È passato un anno ormai da quel Natale. I ragazzi sono tutti assieme, finalmente.
Casa di Calum è piccola, e ora che sono tutti ammassati sul divano lo è ancora di più ma non importa molto.
Luke e October sono seduti uno accanto all'altro con le mani di October sempre fredde, e con quelle di Luke che giocano con i capelli ricci di October (I dread non ci sono più, fatta eccezione per uno  in basso a destra, lasciato lì giusto per la gioia di Luke).
Un flash fa dilatare la pupilla azzurrina di July, seduta a gambe incrociate per terra. Calum la tiene tra le braccia da dietro e cerca di restare serio mentre fissa l'obiettivo di June che gli scatta una foto, eppure restare seri con Ashton dietro che fa le linguacce è alquanto impossibile.

Il campanello suona.
È come se la bolla di sapone perfetta nella quale erano rinchiusi fosse scoppiata improvvisamente.

July si alza e dopo essersi pulita per abitudine i pantaloni dalla polvere inesistente apre la porta.
C'è Michael sulla soglia, che sorride ampiamente. Entra correndo, lanciando la valigia in mano a July che la lascia tranquillamente cadere sul parquet freddo. Emette un suono sordo, ma non è solo la valigia a fare rumore bensì anche il corpo stesso di Michael il quale si è lanciato a peso morto sui ragazzi, seduti sul divano, e July salta addosso a loro completando il quadretto.
«Mi siete mancati tanto» dice
«Anche tu» è Luke a parlare. E a lui era mancato così tanto; ovviamente svegliarsi tutte le mattine accanto a October aveva reso la sua vita meravigliosa, osservare il modo in cui arricciava il naso quando stava per svegliarsi, le fossette che aveva sulla schiena e sue lunghe gambe nude sempre attorcigliate ai suoi piedi gli aveva fatto apprezzare di più quello che aveva, eppure gli mancava Michael, le urla che dava ogni volta che decideva di ritingerai i capelli, le loro gare di rutti e le notti insonni passate a suonare la chitarra.
Ma ora erano nuovamente tutti 
assieme.


Fa freddo a New York. Il vento soffia, ma c'è il sole. Esattamente come il pomeriggio della sepoltura di April.
E ora sono di nuovo lì, attorno alla tomba, tutti assieme. È già passato un anno da quando lei non c'è più, e loro vogliono ricordarla assieme, condividendo quel dolore che li ha plasmati in persone più mature.

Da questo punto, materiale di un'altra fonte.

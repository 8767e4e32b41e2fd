use std::io::{self, Write};

use clap::{Args, CommandFactory};
use clap_complete::Shell;
use eyre::Result;

use super::Cli;

#[derive(Args)]
pub struct CompletionsCommand {
    /// Shell to generate completions for
    shell: Shell,
}

impl CompletionsCommand {
    pub fn run(&self) -> Result<()> {
        write_completions(self.shell, &mut io::stdout().lock());
        Ok(())
    }
}

fn write_completions(shell: Shell, out: &mut impl Write) {
    let mut cmd = Cli::command();
    let name = cmd.get_name().to_string();
    clap_complete::generate(shell, &mut cmd, name, out);
}
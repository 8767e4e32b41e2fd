use clap::Args;
use eyre::{Result, bail};
use gwgen_codegen::{ArtifactKind, Generator, Plan};

use super::{RunArgs, report_failures};

#[derive(Args)]
pub struct PlanCommand {
    #[command(flatten)]
    pub args: RunArgs,
}

impl PlanCommand {
    pub fn run(&self) -> Result<()> {
        let settings = self.args.settings();
        let (set, mut registry) = self.args.prepare(&settings);

        let (plans, failures) =
            Generator::new(settings.options()).plan_all(&mut registry, &set.files);

        for plan in &plans {
            print!("{}", describe(plan));
        }

        if !failures.is_empty() {
            let count = failures.len();
            report_failures(failures);
            bail!("{count} of {} files failed", set.len());
        }
        Ok(())
    }
}

fn describe(plan: &Plan) -> String {
    let mut out = format!("{} ({})\n", plan.file, plan.outcome);
    for artifact in &plan.artifacts {
        match &artifact.kind {
            ArtifactKind::Gateway => {
                out.push_str(&format!(
                    "  gateway {} [{}]\n",
                    artifact.filename, artifact.package.path
                ));
                for import in &artifact.companion_imports {
                    out.push_str(&format!("    imports {import}\n"));
                }
            }
            ArtifactKind::AliasShim { target } => {
                out.push_str(&format!(
                    "  alias   {} -> {}\n",
                    artifact.filename, target.path
                ));
            }
        }
    }
    out
}

#[cfg(test)]
mod tests {
    use gwgen_codegen::ArtifactPlanner;
    use gwgen_descriptor::{Binding, File, MessageRef, Method, PackageIdentity, Registry, Service};

    use super::*;

    fn example() -> File {
        File {
            name: "example.proto".into(),
            package: PackageIdentity::new("example.com/mymodule/foo/bar/v1", "v1gateway"),
            generated_filename_prefix: "foo/bar/v1/example".into(),
            services: vec![Service {
                name: "ExampleService".into(),
                methods: vec![Method {
                    name: "Example".into(),
                    input: MessageRef::local("ExampleMessage"),
                    output: MessageRef::local("ExampleMessage"),
                    bindings: vec![Binding {
                        http_method: "GET".into(),
                        path_template: "/v1/example".into(),
                        body: None,
                    }],
                    ..Default::default()
                }],
                ..Default::default()
            }],
            ..Default::default()
        }
    }

    #[test]
    fn test_describe_split() {
        let mut reg = Registry::new();
        reg.set_separate_package(true);
        reg.set_standalone(true);
        let plan = ArtifactPlanner::new().plan(&example(), &mut reg).unwrap();

        assert_eq!(
            describe(&plan),
            "example.proto (split)\n\
             \x20 gateway foo/bar/v1/v1gateway/example.pb.gw.go [example.com/mymodule/foo/bar/v1/v1gateway]\n\
             \x20   imports example.com/mymodule/foo/bar/v1/v1grpc\n\
             \x20 alias   foo/bar/v1/example.pb.gw.go -> example.com/mymodule/foo/bar/v1/v1gateway\n"
        );
    }

    #[test]
    fn test_describe_empty() {
        let mut file = example();
        file.services.clear();
        let plan = ArtifactPlanner::new().plan(&file, &mut Registry::new()).unwrap();

        assert_eq!(describe(&plan), "example.proto (empty)\n");
    }
}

«questa è per te» dice Michael accordando la chitarra. Inizia a suonare "heroes" di Bowie mentre Luke canticchia; gli altri restano in silenzio. October si morde le labbra con forza, non può piangere. Stringe la mano di Luke e si infila sotto il suo braccio, respirando quasi a fatica, pensando che forse anche Luke avrebbe potuto fare la stessa fine ma che ormai era andato in riabilitazione per un mese e aveva seguito un gruppo di recupero quindi non ci sarebbe più dovuto essere pericolo.

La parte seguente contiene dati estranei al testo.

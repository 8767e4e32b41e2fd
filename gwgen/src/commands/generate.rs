use std::path::PathBuf;

use clap::Args;
use eyre::{Context, Result, bail};
use gwgen_codegen::{
    Generator,
    generation::{FileCategory, OutputRegistry},
};

use super::{RunArgs, report_failures};

#[derive(Args)]
pub struct GenerateCommand {
    #[command(flatten)]
    pub args: RunArgs,

    /// Output directory (defaults to `output` in gwgen.toml, then the current directory)
    #[arg(short, long)]
    pub output: Option<PathBuf>,

    /// Preview generated code without writing to disk
    #[arg(long)]
    pub dry_run: bool,
}

impl GenerateCommand {
    /// Run the generate command
    pub fn run(&self) -> Result<()> {
        let settings = self.args.settings();
        let (set, mut registry) = self.args.prepare(&settings);

        let mut generation =
            Generator::new(settings.options()).generate(&mut registry, &set.files);

        let mut output = OutputRegistry::new();
        output.register_generation(&generation);

        if self.dry_run {
            Self::print_preview(&output);
        } else {
            let dir = self
                .output
                .clone()
                .or(settings.output)
                .unwrap_or_else(|| PathBuf::from("."));
            let stats = output
                .write_all(&dir)
                .wrap_err("Failed to write generated files")?;

            println!("Generated {} files in {}", stats.written, dir.display());
            for entry in output.entries() {
                let marker = match entry.category {
                    FileCategory::Gateway => "+",
                    FileCategory::AliasShim => "~",
                };
                println!("  {marker} {}", entry.path);
            }
        }

        let failures = std::mem::take(&mut generation.failures);
        if !failures.is_empty() {
            let count = failures.len();
            report_failures(failures);
            bail!("{count} of {} files failed", set.len());
        }
        Ok(())
    }

    fn print_preview(output: &OutputRegistry) {
        let files = output.preview();

        for file in &files {
            println!("── {} ──", file.path);
            println!("{}", file.content);
        }

        println!("── Summary ──");
        println!("{} files would be generated", files.len());
    }
}
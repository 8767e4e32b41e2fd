//! Generation run orchestration.
//!
//! A run has three phases: plan every file (recording companion imports),
//! refresh the companion imports of every planned artifact, then render.
//! Failures are scoped to the file that caused them.

use std::path::{Path, PathBuf};

use gwgen_core::GeneratedFile;
use gwgen_descriptor::{Error, File, PackageIdentity, Registry};
use tracing::{debug, info, warn};

use crate::{
    gateway::GatewayFile,
    plan::{ArtifactKind, ArtifactPlanner, Plan, PlannedArtifact},
    shim::AliasShim,
};

/// Default suffix of the registration entry points.
pub const DEFAULT_REGISTER_FUNC_SUFFIX: &str = "Handler";

/// Options that affect rendering but not planning.
#[derive(Debug, Clone, PartialEq, Eq)]
pub struct GeneratorOptions {
    /// Inserted between service name and style, e.g. `RegisterEchoHandlerClient`.
    pub register_func_suffix: String,
}

impl Default for GeneratorOptions {
    fn default() -> Self {
        Self {
            register_func_suffix: DEFAULT_REGISTER_FUNC_SUFFIX.to_string(),
        }
    }
}

/// A rendered output file.
#[derive(Debug, Clone, PartialEq)]
pub struct RenderedArtifact {
    /// Output path relative to the output directory.
    pub filename: String,
    pub package: PackageIdentity,
    /// Descriptor file the artifact was generated from.
    pub source: String,
    pub is_alias_shim: bool,
    pub content: String,
}

impl GeneratedFile for RenderedArtifact {
    fn path(&self, base: &Path) -> PathBuf {
        base.join(&self.filename)
    }

    fn render(&self) -> String {
        self.content.clone()
    }
}

/// A file that could not be planned.
#[derive(Debug)]
pub struct FileFailure {
    /// Descriptor file name.
    pub file: String,
    pub error: Box<Error>,
}

/// Outcome of a generation run.
#[derive(Debug, Default)]
pub struct Generation {
    /// Plans of the files that succeeded, in input order.
    pub plans: Vec<Plan>,
    /// Rendered artifacts in file order, primary before alias shim.
    pub artifacts: Vec<RenderedArtifact>,
    pub failures: Vec<FileFailure>,
}

impl Generation {
    pub fn is_success(&self) -> bool {
        self.failures.is_empty()
    }

    /// Artifacts generated from `file`.
    pub fn artifacts_for<'a>(&'a self, file: &'a str) -> impl Iterator<Item = &'a RenderedArtifact> {
        self.artifacts.iter().filter(move |a| a.source == file)
    }
}

/// Plans and renders descriptor files.
#[derive(Debug, Clone, Default)]
pub struct Generator {
    planner: ArtifactPlanner,
    options: GeneratorOptions,
}

impl Generator {
    pub fn new(options: GeneratorOptions) -> Self {
        Self {
            planner: ArtifactPlanner::new(),
            options,
        }
    }

    pub fn options(&self) -> &GeneratorOptions {
        &self.options
    }

    /// Plan every file, then refresh companion imports across all plans.
    pub fn plan_all(&self, registry: &mut Registry, files: &[File]) -> (Vec<Plan>, Vec<FileFailure>) {
        let mut plans = Vec::with_capacity(files.len());
        let mut failures = Vec::new();

        for file in files {
            match self.planner.plan(file, registry) {
                Ok(plan) => plans.push(plan),
                Err(error) => {
                    warn!(file = %file.name, error = %error, "failed to plan file");
                    failures.push(FileFailure {
                        file: file.name.clone(),
                        error,
                    });
                }
            }
        }

        for artifact in plans.iter_mut().flat_map(|plan| plan.artifacts.iter_mut()) {
            artifact.refresh_companion_imports(registry);
        }

        (plans, failures)
    }

    /// Render one planned artifact.
    pub fn render(&self, registry: &Registry, artifact: &PlannedArtifact) -> RenderedArtifact {
        let suffix = self.options.register_func_suffix.as_str();
        let content = match &artifact.kind {
            ArtifactKind::Gateway => GatewayFile::for_gateway(artifact, suffix)
                .omit_package_doc(registry.omit_package_doc())
                .render(),
            ArtifactKind::AliasShim { target } => {
                AliasShim::with_target(artifact, target, suffix).render()
            }
        };

        debug!(
            filename = %artifact.filename,
            package = %artifact.package.path,
            alias_shim = artifact.is_alias_shim(),
            "rendered artifact"
        );

        RenderedArtifact {
            filename: artifact.filename.clone(),
            package: artifact.package.clone(),
            source: artifact.source.clone(),
            is_alias_shim: artifact.is_alias_shim(),
            content,
        }
    }

    /// Run all three phases over `files`.
    pub fn generate(&self, registry: &mut Registry, files: &[File]) -> Generation {
        let (plans, failures) = self.plan_all(registry, files);

        let artifacts: Vec<_> = plans
            .iter()
            .flat_map(|plan| plan.artifacts.iter())
            .map(|artifact| self.render(registry, artifact))
            .collect();

        info!(
            files = files.len(),
            artifacts = artifacts.len(),
            failures = failures.len(),
            "generation finished"
        );

        Generation {
            plans,
            artifacts,
            failures,
        }
    }
}

#[cfg(test)]
mod tests {
    use gwgen_descriptor::{Binding, MessageRef, Method, Service};
    use tempfile::TempDir;

    use super::*;

    fn file(name: &str, path: &str, pkg: &str, prefix: &str) -> File {
        File {
            name: name.into(),
            package: PackageIdentity::new(path, pkg),
            generated_filename_prefix: prefix.into(),
            services: vec![Service {
                name: "EchoService".into(),
                methods: vec![Method {
                    name: "Echo".into(),
                    input: MessageRef::local("EchoRequest"),
                    output: MessageRef::local("EchoResponse"),
                    bindings: vec![Binding {
                        http_method: "POST".into(),
                        path_template: "/v1/echo".into(),
                        body: Some("*".into()),
                    }],
                    ..Default::default()
                }],
                ..Default::default()
            }],
            ..Default::default()
        }
    }

    #[test]
    fn test_default_suffix() {
        assert_eq!(Generator::default().options().register_func_suffix, "Handler");
    }

    #[test]
    fn test_generate_single() {
        let files = [file("echo.proto", "example.com/echo/v1", "v1gateway", "echo/v1/echo")];
        let mut reg = Registry::new();

        let generation = Generator::default().generate(&mut reg, &files);

        assert!(generation.is_success());
        assert_eq!(generation.artifacts.len(), 1);
        assert_eq!(generation.artifacts[0].filename, "echo/v1/echo.pb.gw.go");
        assert!(generation.artifacts[0].content.contains("package v1gateway"));
    }

    #[test]
    fn test_failure_is_scoped_to_file() {
        let files = [
            file("bad.proto", "example.com/bad/v1", "badpb", "bad/v1/bad"),
            file("echo.proto", "example.com/echo/v1", "v1gateway", "echo/v1/echo"),
        ];
        let mut reg = Registry::new();
        reg.set_separate_package(true);
        reg.set_standalone(true);

        let generation = Generator::default().generate(&mut reg, &files);

        assert_eq!(generation.failures.len(), 1);
        assert_eq!(generation.failures[0].file, "bad.proto");
        assert!(matches!(
            *generation.failures[0].error,
            Error::InvalidPackageIdentity { .. }
        ));
        assert_eq!(generation.artifacts_for("echo.proto").count(), 2);
        assert_eq!(generation.artifacts_for("bad.proto").count(), 0);
        assert_eq!(reg.package_count(), 1);
    }

    #[test]
    fn test_refresh_shares_imports_within_package() {
        let mut second = file("b.proto", "example.com/echo/v1", "v1gateway", "echo/v1/b");
        second.services[0].name = "OtherService".into();
        let files = [
            file("a.proto", "example.com/echo/v1", "v1gateway", "echo/v1/a"),
            second,
        ];
        let mut reg = Registry::new();
        reg.set_separate_package(true);

        let (plans, failures) = Generator::default().plan_all(&mut reg, &files);

        assert!(failures.is_empty());
        assert_eq!(
            plans[0].artifacts[0].companion_imports,
            plans[1].artifacts[0].companion_imports
        );
        assert_eq!(
            plans[0].artifacts[0].companion_imports,
            vec!["example.com/echo/v1/v1grpc"]
        );
    }

    #[test]
    fn test_rendered_artifact_is_generated_file() {
        let temp = TempDir::new().unwrap();
        let files = [file("echo.proto", "example.com/echo/v1", "v1gateway", "echo/v1/echo")];
        let mut reg = Registry::new();

        let generation = Generator::default().generate(&mut reg, &files);
        let artifact = &generation.artifacts[0];
        artifact.write(temp.path()).unwrap();

        let written = std::fs::read_to_string(temp.path().join("echo/v1/echo.pb.gw.go")).unwrap();
        assert_eq!(written, artifact.content);
        assert!(written.starts_with(gwgen_core::GENERATED_HEADER));
    }

    #[test]
    fn test_render_follows_artifact_kind() {
        let files = [file("echo.proto", "example.com/echo/v1", "v1gateway", "echo/v1/echo")];
        let mut reg = Registry::new();
        reg.set_separate_package(true);
        reg.set_standalone(true);

        let generator = Generator::default();
        let (plans, _) = generator.plan_all(&mut reg, &files);
        let [primary, shim] = &plans[0].artifacts[..] else {
            panic!("expected a split plan");
        };

        let primary = generator.render(&reg, primary);
        assert!(!primary.is_alias_shim);
        assert!(primary.content.contains("func RegisterEchoServiceHandlerServer("));

        let shim = generator.render(&reg, shim);
        assert!(shim.is_alias_shim);
        assert!(shim.content.contains("Deprecated: This package has moved to \"example.com/echo/v1/v1gateway\""));
        assert_eq!(shim.content.matches(" = aliased.").count(), 4);
    }
}
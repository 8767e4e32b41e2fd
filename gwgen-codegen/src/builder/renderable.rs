//! Structured code fragments.

/// A piece of generated code, independent of indentation.
#[derive(Debug, Clone, PartialEq, Eq)]
pub enum CodeFragment {
    /// A single line at the current indentation.
    Line(String),
    /// An empty line.
    Blank,
    /// A header line, an indented body and an optional closing line.
    Block {
        header: String,
        body: Vec<CodeFragment>,
        close: Option<String>,
    },
    /// Fragments one level deeper.
    Indent(Vec<CodeFragment>),
    /// A `//` line comment.
    Comment(String),
}

impl CodeFragment {
    /// Convenience constructor for [`CodeFragment::Line`].
    pub fn line(s: impl Into<String>) -> Self {
        Self::Line(s.into())
    }

    /// Convenience constructor for a block closed by `close`.
    pub fn block(header: impl Into<String>, body: Vec<CodeFragment>, close: &str) -> Self {
        Self::Block {
            header: header.into(),
            body,
            close: Some(close.to_string()),
        }
    }
}

/// Types that can be turned into code fragments.
pub trait Renderable {
    fn to_fragments(&self) -> Vec<CodeFragment>;
}

impl Renderable for CodeFragment {
    fn to_fragments(&self) -> Vec<CodeFragment> {
        vec![self.clone()]
    }
}

impl Renderable for Vec<CodeFragment> {
    fn to_fragments(&self) -> Vec<CodeFragment> {
        self.clone()
    }
}
//! Open file handles
//!
//! [`File`] is a thin handle over an open inode. Content I/O lives below
//! this crate; the handle exists so an open object stays alive (and its
//! sectors stay allocated, even across removal) until the caller drops it.

use hal::{BlockDevice, SectorNumber};
use std::fmt;
use storage::Inode;

/// Handle to one open file-system object.
pub struct File<D: BlockDevice> {
    inode: Inode<D>,
}

impl<D: BlockDevice> File<D> {
    pub(crate) fn new(inode: Inode<D>) -> Self {
        Self { inode }
    }

    /// Object length in bytes.
    pub fn length(&self) -> u64 {
        self.inode.length()
    }

    /// Sector holding the object's inode record.
    pub fn sector(&self) -> SectorNumber {
        self.inode.sector()
    }

    /// Whether the handle was opened over a directory inode.
    pub fn is_directory(&self) -> bool {
        self.inode.is_directory()
    }

    /// Returns a new independent handle to the same object.
    pub fn reopen(&self) -> Self {
        Self {
            inode: self.inode.clone(),
        }
    }
}

impl<D: BlockDevice> fmt::Debug for File<D> {
    fn fmt(&self, f: &mut fmt::Formatter<'_>) -> fmt::Result {
        f.debug_struct("File").field("inode", &self.inode).finish()
    }
}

«Mi lasciate un po' solo con lei?» chiede Michael sedendosi accanto alla lapide, vicino alla quale era ancora presente Boo, che vegliava vigile sulla sua padrona.
June annuisce e porta gli altri in disparte, lasciando quella figura solitaria con il suo dolore.

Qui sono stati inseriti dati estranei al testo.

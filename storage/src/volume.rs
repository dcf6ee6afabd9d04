//! Volume: one block device plus the allocator and open-inode state
//!
//! A [`Volume`] ties a [`hal::BlockDevice`] to the free map and the
//! open-inode table. Handles ([`crate::Inode`], [`crate::Dir`]) hold a clone
//! of the volume, so the shared state lives as long as any handle does.
//!
//! Lock order, where more than one lock is taken: inode table, then free map,
//! then device.

use crate::free_map::FreeMap;
use crate::inode::{Inode, InodeKind, InodeRecord, InodeTable};
use hal::{BlockDevice, BlockError, SectorNumber, SECTOR_SIZE};
use log::{debug, warn};
use std::sync::{Arc, Mutex, MutexGuard, PoisonError};
use thiserror::Error;

/// Sector holding the free-map file's inode record.
pub const FREE_MAP_SECTOR: SectorNumber = 0;
/// Sector holding the root directory's inode record.
pub const ROOT_DIR_SECTOR: SectorNumber = 1;

/// Smallest device a volume will attach to: the two reserved records, one
/// bitmap sector, one root-directory data sector, and room to allocate.
const MIN_VOLUME_SECTORS: u32 = 8;

pub(crate) fn lock<T>(mutex: &Mutex<T>) -> MutexGuard<'_, T> {
    mutex.lock().unwrap_or_else(PoisonError::into_inner)
}

/// Errors from the allocator, inode and directory layers.
#[derive(Debug, Error, PartialEq, Eq)]
pub enum StorageError {
    /// Device-level failure
    #[error("device error: {0}")]
    Device(#[from] BlockError),

    /// Device unusable at attach time
    #[error("device too small: {0} sectors")]
    DeviceTooSmall(u32),

    /// Allocator has no run of free sectors of the requested length
    #[error("no free sectors left")]
    NoFreeSpace,

    /// On-disk record missing, corrupt, or failed its checksum
    #[error("invalid on-disk record at sector {0}")]
    InvalidRecord(SectorNumber),

    /// Expected a directory inode
    #[error("sector {0} does not hold a directory")]
    NotADirectory(SectorNumber),

    /// Directory entry with this name already exists
    #[error("entry already exists: {0}")]
    AlreadyExists(String),

    /// No directory entry with this name
    #[error("entry not found: {0}")]
    NotFound(String),

    /// Name is empty, too long, or contains a separator or NUL
    #[error("invalid entry name: {0:?}")]
    InvalidName(String),

    /// Directory's fixed entry table has no free slot
    #[error("directory full")]
    DirectoryFull,

    /// Refusing to remove a directory that still has entries
    #[error("directory not empty")]
    NotEmpty,
}

pub(crate) struct FreeMapState {
    pub(crate) map: FreeMap,
    /// Record of the free-map file once it exists on disk. While this is set,
    /// bitmap changes are written through.
    pub(crate) backing: Option<InodeRecord>,
}

pub(crate) struct VolumeInner<D: BlockDevice> {
    pub(crate) device: Mutex<D>,
    pub(crate) free_map: Mutex<FreeMapState>,
    pub(crate) inodes: Mutex<InodeTable>,
}

/// Shared handle to one attached device and its allocator/inode state.
pub struct Volume<D: BlockDevice> {
    pub(crate) inner: Arc<VolumeInner<D>>,
}

impl<D: BlockDevice> Clone for Volume<D> {
    fn clone(&self) -> Self {
        Self {
            inner: Arc::clone(&self.inner),
        }
    }
}

impl<D: BlockDevice> Volume<D> {
    /// Attaches to a device.
    ///
    /// The in-memory free map starts with only the two reserved record
    /// sectors marked; the persistent bitmap is loaded separately with
    /// [`Volume::open_free_map`].
    pub fn attach(device: D) -> Result<Self, StorageError> {
        let sectors = device.sector_count();
        if sectors < MIN_VOLUME_SECTORS {
            return Err(StorageError::DeviceTooSmall(sectors));
        }
        let mut map = FreeMap::new(sectors);
        map.mark_used(FREE_MAP_SECTOR);
        map.mark_used(ROOT_DIR_SECTOR);
        Ok(Self {
            inner: Arc::new(VolumeInner {
                device: Mutex::new(device),
                free_map: Mutex::new(FreeMapState { map, backing: None }),
                inodes: Mutex::new(InodeTable::new()),
            }),
        })
    }

    /// Reserves `count` contiguous sectors. The returned sector number is
    /// always non-zero: sector 0 is reserved at attach time.
    ///
    /// While the free map has an on-disk backing, the updated bitmap is
    /// written through before the allocation is reported; if that write
    /// fails the sectors are returned to the pool and the call fails, so a
    /// successful return never leaves disk and memory disagreeing.
    pub fn allocate_sectors(&self, count: u32) -> Result<SectorNumber, StorageError> {
        let mut state = lock(&self.inner.free_map);
        let start = state.map.allocate(count).ok_or(StorageError::NoFreeSpace)?;
        if let Some(record) = state.backing.clone() {
            if let Err(err) = self.inner.persist_free_map(&state.map, &record) {
                state.map.release(start, count);
                return Err(err);
            }
        }
        Ok(start)
    }

    /// Returns `count` sectors starting at `start` to the free pool.
    ///
    /// Release itself cannot fail; a failed bitmap write-through is logged
    /// and retried by the next successful persist.
    pub fn release_sectors(&self, start: SectorNumber, count: u32) {
        if count == 0 {
            return;
        }
        let mut state = lock(&self.inner.free_map);
        state.map.release(start, count);
        if let Some(record) = state.backing.clone() {
            if let Err(err) = self.inner.persist_free_map(&state.map, &record) {
                warn!("free map write-through failed after releasing {count} sectors at {start}: {err}");
            }
        }
    }

    /// Number of free sectors remaining.
    pub fn free_sector_count(&self) -> u32 {
        lock(&self.inner.free_map).map.free_count()
    }

    /// Number of distinct inodes currently open.
    pub fn open_inode_count(&self) -> usize {
        lock(&self.inner.inodes).open_count()
    }

    /// Creates the free-map file on a fresh volume and writes the current
    /// bitmap into it. From here on, bitmap changes are written through.
    pub fn create_free_map(&self) -> Result<(), StorageError> {
        let byte_len = lock(&self.inner.free_map).map.byte_len() as u64;
        Inode::create(self, FREE_MAP_SECTOR, byte_len, InodeKind::File, None)?;
        let record = self.inner.read_record(FREE_MAP_SECTOR)?;
        let mut state = lock(&self.inner.free_map);
        self.inner.persist_free_map(&state.map, &record)?;
        state.backing = Some(record);
        debug!("free map created, bitmap of {byte_len} bytes");
        Ok(())
    }

    /// Loads the persistent bitmap from the free-map file, replacing the
    /// in-memory map.
    pub fn open_free_map(&self) -> Result<(), StorageError> {
        let record = self.inner.read_record(FREE_MAP_SECTOR)?;
        let mut bytes = vec![0u8; record.length as usize];
        self.inner.read_span(&record, 0, &mut bytes)?;
        let mut state = lock(&self.inner.free_map);
        let sectors = state.map.sector_count();
        state.map = FreeMap::from_bytes(sectors, &bytes);
        state.backing = Some(record);
        debug!("free map opened, {} sectors free", state.map.free_count());
        Ok(())
    }

    /// Writes the bitmap out and flushes the device, making the allocator
    /// state durable.
    pub fn close_free_map(&self) -> Result<(), StorageError> {
        {
            let state = lock(&self.inner.free_map);
            if let Some(record) = state.backing.clone() {
                self.inner.persist_free_map(&state.map, &record)?;
            }
        }
        lock(&self.inner.device).flush()?;
        Ok(())
    }
}

impl<D: BlockDevice> VolumeInner<D> {
    pub(crate) fn read_record(&self, sector: SectorNumber) -> Result<InodeRecord, StorageError> {
        let mut buf = [0u8; SECTOR_SIZE];
        lock(&self.device).read_sector(sector, &mut buf)?;
        InodeRecord::decode(&buf).ok_or(StorageError::InvalidRecord(sector))
    }

    pub(crate) fn write_record(
        &self,
        sector: SectorNumber,
        record: &InodeRecord,
    ) -> Result<(), StorageError> {
        let buf = record
            .encode()
            .ok_or(StorageError::InvalidRecord(sector))?;
        lock(&self.device).write_sector(sector, &buf)?;
        Ok(())
    }

    /// Reads from a record's data run, clamped to the record's length.
    pub(crate) fn read_span(
        &self,
        record: &InodeRecord,
        offset: u64,
        buf: &mut [u8],
    ) -> Result<usize, StorageError> {
        if offset >= record.length {
            return Ok(0);
        }
        let end = record.length.min(offset + buf.len() as u64);
        let mut device = lock(&self.device);
        let mut sector_buf = [0u8; SECTOR_SIZE];
        let mut pos = offset;
        let mut done = 0usize;
        while pos < end {
            let sector = record.start + (pos / SECTOR_SIZE as u64) as u32;
            let within = (pos % SECTOR_SIZE as u64) as usize;
            let chunk = ((SECTOR_SIZE - within) as u64).min(end - pos) as usize;
            device.read_sector(sector, &mut sector_buf)?;
            buf[done..done + chunk].copy_from_slice(&sector_buf[within..within + chunk]);
            pos += chunk as u64;
            done += chunk;
        }
        Ok(done)
    }

    /// Writes into a record's data run, clamped to the record's length.
    /// Partial sectors are read-modified-written.
    pub(crate) fn write_span(
        &self,
        record: &InodeRecord,
        offset: u64,
        data: &[u8],
    ) -> Result<usize, StorageError> {
        if offset >= record.length {
            return Ok(0);
        }
        let end = record.length.min(offset + data.len() as u64);
        let mut device = lock(&self.device);
        let mut sector_buf = [0u8; SECTOR_SIZE];
        let mut pos = offset;
        let mut done = 0usize;
        while pos < end {
            let sector = record.start + (pos / SECTOR_SIZE as u64) as u32;
            let within = (pos % SECTOR_SIZE as u64) as usize;
            let chunk = ((SECTOR_SIZE - within) as u64).min(end - pos) as usize;
            if chunk == SECTOR_SIZE {
                sector_buf.copy_from_slice(&data[done..done + SECTOR_SIZE]);
            } else {
                device.read_sector(sector, &mut sector_buf)?;
                sector_buf[within..within + chunk].copy_from_slice(&data[done..done + chunk]);
            }
            device.write_sector(sector, &sector_buf)?;
            pos += chunk as u64;
            done += chunk;
        }
        Ok(done)
    }

    pub(crate) fn zero_sectors(
        &self,
        start: SectorNumber,
        count: u32,
    ) -> Result<(), StorageError> {
        let zeros = [0u8; SECTOR_SIZE];
        let mut device = lock(&self.device);
        for sector in start..start + count {
            device.write_sector(sector, &zeros)?;
        }
        Ok(())
    }

    pub(crate) fn persist_free_map(
        &self,
        map: &FreeMap,
        record: &InodeRecord,
    ) -> Result<(), StorageError> {
        let bytes = map.to_bytes();
        self.write_span(record, 0, &bytes)?;
        Ok(())
    }
}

«Ci pensi che è già passato un anno?» dice con le lacrime agli occhi «e pensare che io mi ero già immaginato tutta la vita accanto a te. Avrei voluto vedere i nostri figli crescere, vederli straniti dinanzi alla tua chioma rosa o ai miei tatuaggi, tu gli avresti insegnato dei grandi miti del passato e io gli avrei raccontato dei miti della musica. Sarebbe stato perfetto, proprio come perfect day di Lou Reed. Spero proprio che tu li sopra li abbia incontrati, devono essere due tipetti Reed e Bowie. Ti do il permesso di tradirmi con uno di loro, solo uno però. Io ho il permesso di lasciarti andare invece?
Non posso restare per sempre attaccato a te, ma non posso sostituirti così facilmente. Non mi ridurrò a cercare la tua mera copia sulla terra, non ci sarà mai nessuna come te, non potranno mai prendere il tuo posto, eppure non posso continuare a vivere nel passato.
"Domani sarà una bella giornata".
È quello che diceva la nota che mi hai lasciato eppure sono passati 365 giorni e ogni giorno senza te è sempre più cupo, non c'è più gioia nella mia vita» Michael si rigira l'anello che ha sul dito medio tra le dita, giocandoci nervosamente «ti ringrazio per avermi dato il periodo più bello della mia vita in così poco tempo, grazie April» 
Si alza quasi traballante, le ginocchia gli tremano e potrebbe cadere da un momento all'altro. 
Va via ma si gira di scatto quando nota una figura mettere un fiore sulla tomba di April.
«Hey tu! Che hai intenzione di fare?»
«niente, sto solo posando un fiore. Non mi sembra giusto che nessuno pensi più ai morti sai?»
«Io ci ho appena pianto su quella tomba. Ci penso a lei»
«Non sto parlando di questo. Quando le persone sono in vita anche se non le conosci le osservi. Le guardi. Le pensi. Quando sono morte non più. Mi piace poter pensare che siano ancora vive, vanno trattate con rispetto tutti i morti, non solo quelli che ci erano vicini»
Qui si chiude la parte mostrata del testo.